3. Institute of Technical Medicine, Furtwangen University, 78054 Villingen-Schwenningen, Germany

4. Department of Internal Medicine, Far Eastern Memorial Hospital, New Taipei City 22060, Taiwan

5. Department of Biomedical Engineering, College of Medicine, Kyung Hee University, Seoul 02447, Republic of Korea

6. Department of Internal Medicine, Changhua Hospital, Ministry of Health and Welfare, Changhua 513007, Taiwan

7. Department of Healthcare Information and Management, Ming-Chuan University, Taoyuan 33348, Taiwan

Abstract

High-flow nasal cannula (HFNC) is widely used to treat hypoxemic respiratory failure. The effectiveness of HFNC treatment and the methods for monitoring its efficacy in the general ward remain unclear. This prospective observational study enrolled 42 patients who had acute hypoxemic respiratory failure requiring HFNC oxygen therapy in the general adult respiratory ward. The primary outcome was the all-cause in-hospital mortality. Secondary outcomes included the association between initial blood test results and HFNC outcomes. Regional ventilation distributions were monitored in 24 patients using electrical impedance tomography (EIT) after HFNC initiation. Patients with successful HFNC treatment had better in-hospital survival (94%) compared to those with failed HFNC treatment (0%, p < 0.001). Neutrophil-to-lymphocyte ratios of ≥9 were more common in patients with failed HFNC (70%) compared to those with successful HFNC (52%, p = 0.070), and these patients had shorter hospital survival rates after HFNC treatment (p = 0.046, Tarone-Ware test). Patients with successful HFNC treatment had a more central ventilation distribution compared to those with failed HFNC treatment (p < 0.05). Similarly, patients who survived HFNC treatment had a more central distribution compared to those who did not survive (p < 0.001).
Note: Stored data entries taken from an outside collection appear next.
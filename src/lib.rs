//! Code conversion between programming languages through LLM backends,
//! with heuristic language detection and local snippet execution.

pub mod config;
pub mod convert;
pub mod execution;
pub mod language;
pub mod utils;

pub use config::{ConfigError, ConverterConfig, ModelSpec, Provider};
pub use convert::{
    BackendError, ConversionOutcome, ConversionRequest, ConvertError, Converter,
    GenerationOptions, ModelBackend,
};
pub use execution::{ExecutionDispatcher, ExecutionError, ExecutionOutput, ExecutionReport};
pub use language::{
    Language, LanguageDetector, LanguageRegistry, Validation, detect_language, validate_language,
};
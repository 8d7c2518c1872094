//! Subprocess helpers shared by all toolchains

use std::ffi::OsStr;
use std::path::Path;
use std::process::Stdio;

use tokio::process::Command;

use super::errors::ExecutionError;

/// Run `program args...` in `workdir`, returning stdout on success
///
/// The child is killed if the returned future is dropped, which is how the
/// dispatcher's timeout cancels a runaway snippet.
pub(crate) async fn run_checked<I, S>(
    program: impl AsRef<OsStr>,
    args: I,
    workdir: &Path,
) -> Result<String, ExecutionError>
where
    I: IntoIterator<Item = S>,
    S: AsRef<OsStr>,
{
    let program = program.as_ref();
    let program_name = program.to_string_lossy().into_owned();
    tracing::debug!(program = %program_name, workdir = %workdir.display(), "Spawning process");

    let output = Command::new(program)
        .args(args)
        .current_dir(workdir)
        .stdin(Stdio::null())
        .stdout(Stdio::piped())
        .stderr(Stdio::piped())
        .kill_on_drop(true)
        .output()
        .await
        .map_err(|source| ExecutionError::Spawn {
            program: program_name.clone(),
            source,
        })?;

    if !output.status.success() {
        let mut stderr = String::from_utf8_lossy(&output.stderr).into_owned();
        if stderr.trim().is_empty() {
            stderr = format!("{program_name} exited with {}", output.status);
        }
        tracing::error!(program = %program_name, status = %output.status, "Process failed");
        return Err(ExecutionError::Failed {
            program: program_name,
            stderr,
        });
    }

    Ok(String::from_utf8_lossy(&output.stdout).into_owned())
}
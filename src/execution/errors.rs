//! Error types for snippet execution

use std::path::PathBuf;
use std::time::Duration;

/// Error types for execution operations
///
/// `Display` output is what the user sees after the `Error: ` prefix, so
/// process failures render the captured stderr verbatim.
#[derive(Debug, thiserror::Error)]
pub enum ExecutionError {
    /// Compiler or interpreter binary could not be started
    #[error("Failed to start {program}: {source}")]
    Spawn {
        program: String,
        #[source]
        source: std::io::Error,
    },

    /// Process exited unsuccessfully
    #[error("{stderr}")]
    Failed { program: String, stderr: String },

    /// Compile plus run exceeded the configured timeout
    #[error("Execution timed out after {0:?}")]
    Timeout(Duration),

    /// Java source without a `public class`
    #[error("Could not find public class name")]
    MissingClassName,

    /// Compiler reported success but left no output file
    #[error("Compilation failed to produce {}", .0.display())]
    MissingArtifact(PathBuf),

    /// Scratch directory or file I/O
    #[error("IO error: {0}")]
    Io(#[from] std::io::Error),
}
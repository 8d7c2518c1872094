//! Configuration module for code conversion
//!
//! This module provides the `ConverterConfig` struct, its builder, and the
//! model catalogue, with validation and sensible defaults.

// Sub-modules
pub mod builder;
pub mod errors;
pub mod getters;
pub mod methods;
pub mod types;

// Re-exports for public API
pub use builder::ConverterConfigBuilder;
pub use errors::ConfigError;
pub use types::{ConverterConfig, ModelSpec, Provider, default_models};
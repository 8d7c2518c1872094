//! Gemini `streamGenerateContent` with `alt=sse`

use futures::stream::BoxStream;
use serde::{Deserialize, Serialize};

use super::backend::{BackendError, GenerationOptions, ModelBackend};
use super::sse::{SseEvent, fragment_stream, parse_event};

#[derive(Serialize)]
struct Part<'a> {
    text: &'a str,
}

#[derive(Serialize)]
struct Content<'a> {
    role: &'static str,
    parts: [Part<'a>; 1],
}

#[derive(Serialize)]
#[serde(rename_all = "camelCase")]
struct GenerationConfig {
    temperature: f32,
    top_p: f32,
    top_k: u32,
    max_output_tokens: u32,
}

#[derive(Serialize)]
#[serde(rename_all = "camelCase")]
struct GenerateRequest<'a> {
    contents: [Content<'a>; 1],
    generation_config: GenerationConfig,
}

#[derive(Deserialize)]
struct GenerateChunk {
    #[serde(default)]
    candidates: Vec<Candidate>,
    error: Option<ApiError>,
}

#[derive(Deserialize)]
struct Candidate {
    content: Option<CandidateContent>,
}

#[derive(Deserialize)]
struct CandidateContent {
    #[serde(default)]
    parts: Vec<CandidatePart>,
}

#[derive(Deserialize)]
struct CandidatePart {
    text: Option<String>,
}

#[derive(Deserialize)]
struct ApiError {
    message: String,
}

fn extract_text(event: &SseEvent) -> Result<Option<String>, BackendError> {
    let Some(chunk) = parse_event::<GenerateChunk>(event) else {
        return Ok(None);
    };
    if let Some(error) = chunk.error {
        return Err(BackendError::Provider(error.message));
    }

    let text: String = chunk
        .candidates
        .into_iter()
        .next()
        .and_then(|c| c.content)
        .map(|content| content.parts.into_iter().filter_map(|p| p.text).collect())
        .unwrap_or_default();

    Ok((!text.is_empty()).then_some(text))
}

pub struct GeminiBackend {
    client: reqwest::Client,
    base_url: String,
    model: String,
    api_key: String,
}

impl GeminiBackend {
    #[must_use]
    pub fn new(client: reqwest::Client, base_url: String, model: String, api_key: String) -> Self {
        Self {
            client,
            base_url,
            model,
            api_key,
        }
    }
}

impl ModelBackend for GeminiBackend {
    fn name(&self) -> &str {
        &self.model
    }

    fn stream(
        &self,
        prompt: &str,
        options: &GenerationOptions,
    ) -> BoxStream<'static, Result<String, BackendError>> {
        let url = format!(
            "{}/models/{}:streamGenerateContent",
            self.base_url.trim_end_matches('/'),
            self.model
        );
        let body = GenerateRequest {
            contents: [Content {
                role: "user",
                parts: [Part { text: prompt }],
            }],
            generation_config: GenerationConfig {
                temperature: options.temperature,
                top_p: 1.0,
                top_k: 1,
                max_output_tokens: options.max_tokens,
            },
        };
        tracing::debug!(%url, model = %self.model, "Starting generateContent stream");

        let request = self
            .client
            .post(url)
            .query(&[("alt", "sse")])
            .header("x-goog-api-key", &self.api_key)
            .json(&body);
        fragment_stream(request, options.timeout, extract_text)
    }
}
//! Programming language classification for code snippets
//!
//! Fast, explainable regex heuristics rather than parsing: one predicate per
//! registered language, plus uniqueness signals consulted only when several
//! predicates match the same snippet.

pub mod detector;
pub mod patterns;
pub mod registry;

pub use detector::{LanguageDetector, MatchSet, Validation, detect_language, validate_language};
pub use registry::{CompiledLanguage, Language, LanguageDefinition, LanguageRegistry};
We concluded that HFNC in the general respiratory ward may be a potential rescue therapy for patients with respiratory failure. EIT can potentially monitor patients receiving HFNC therapy.

Funder

Far Eastern Memorial Hospital, Taiwan

Publisher

MDPI AG

Subject

General Biochemistry, Genetics and Molecular Biology,Medicine (miscellaneous)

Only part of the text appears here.